BEGIN

//! Classification of URLs into the closed set of supported sources.

use url::Url;

/// Canonical application host. Staging hosts normalize to this.
pub const PRIMARY_HOST: &str = "discord.com";
/// Staging hosts rewritten to [`PRIMARY_HOST`] during parsing.
pub const STAGING_HOSTS: [&str; 2] = ["canary.discord.com", "ptb.discord.com"];
/// Media proxy host (attachment paths and re-encoded asset paths).
pub const MEDIA_PROXY_HOST: &str = "media.discordapp.net";
/// Raw CDN host.
pub const CDN_HOST: &str = "cdn.discordapp.com";
/// External image proxy hosts (embeds of third-party images).
pub const EXTERNAL_PROXY_HOSTS: [&str; 2] =
    ["images-ext-1.discordapp.net", "images-ext-2.discordapp.net"];
/// Wikimedia upload host.
pub const WIKIMEDIA_HOST: &str = "upload.wikimedia.org";
/// Twitter image host.
pub const TWITTER_HOST: &str = "pbs.twimg.com";
/// Tenor media hosts.
pub const TENOR_HOSTS: [&str; 2] = ["media.tenor.com", "c.tenor.com"];
/// Hosts serving plugin-bundled assets (badges and the like).
pub const PLUGIN_HOSTS: [&str; 2] = ["vencord.dev", "badges.vencord.dev"];

/// Where a URL points, as far as download resolution is concerned.
///
/// The distinction between [`Source::AttachmentMediaProxy`] and
/// [`Source::AssetMediaProxy`] is the path prefix on the same host:
/// attachments keep user-chosen file names and support different query
/// parameters than re-encoded asset paths do.
#[derive(Debug, Clone, Copy, PartialEq, Eq, Hash)]
pub enum Source {
    /// `discord.com` itself (direct asset routes, unicode emoji SVGs).
    PrimaryDomain,
    /// Media proxy, `/attachments/...` paths.
    AttachmentMediaProxy,
    /// Media proxy, everything else (avatars, emojis, stickers, ...).
    AssetMediaProxy,
    /// The raw CDN.
    Cdn,
    /// Proxy in front of third-party images embedded in messages.
    ExternalImageProxy,
    /// Wikimedia uploads (flag emoji sources and the like).
    Wikimedia,
    /// Twitter image host.
    Twitter,
    /// Tenor GIF hosts.
    Tenor,
    /// Plugin-distributed assets.
    PluginHosted,
    /// An inline `data:image/svg+xml` URL.
    InlineSvg,
    /// Anything else.
    Unknown,
}

impl Source {
    /// True for the two media-proxy variants and the external image
    /// proxy, which share the same format/size query grammar.
    pub fn is_proxy_family(self) -> bool {
        matches!(
            self,
            Self::AttachmentMediaProxy | Self::AssetMediaProxy | Self::ExternalImageProxy
        )
    }
}

/// Classifies a parsed URL by origin.
///
/// Staging hosts count as the primary domain even when the caller has
/// not normalized them yet.
pub fn classify(url: &Url) -> Source {
    if url.scheme() == "data" {
        if url.path().starts_with("image/svg+xml") {
            return Source::InlineSvg;
        }
        return Source::Unknown;
    }
    let Some(host) = url.host_str() else {
        return Source::Unknown;
    };
    if host == PRIMARY_HOST || STAGING_HOSTS.contains(&host) {
        return Source::PrimaryDomain;
    }
    if host == MEDIA_PROXY_HOST {
        // Attachment paths take precedence over the general proxy.
        if url.path().starts_with("/attachments") {
            return Source::AttachmentMediaProxy;
        }
        return Source::AssetMediaProxy;
    }
    if host == CDN_HOST {
        return Source::Cdn;
    }
    if EXTERNAL_PROXY_HOSTS.contains(&host) {
        return Source::ExternalImageProxy;
    }
    if host == WIKIMEDIA_HOST {
        return Source::Wikimedia;
    }
    if host == TWITTER_HOST {
        return Source::Twitter;
    }
    if TENOR_HOSTS.contains(&host) {
        return Source::Tenor;
    }
    if PLUGIN_HOSTS.contains(&host) {
        return Source::PluginHosted;
    }
    Source::Unknown
}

END

● What is expected:
Reproduce exactly the lines above from the line with "normalize to this." to the line with "re-encoded asset paths).", including both, and add nothing.

● Problem solution:
/// Canonical application host. Staging hosts normalize to this.
pub const PRIMARY_HOST: &str = "discord.com";
/// Staging hosts rewritten to [`PRIMARY_HOST`] during parsing.
pub const STAGING_HOSTS: [&str; 2] = ["canary.discord.com", "ptb.discord.com"];
/// Media proxy host (attachment paths and re-encoded asset paths).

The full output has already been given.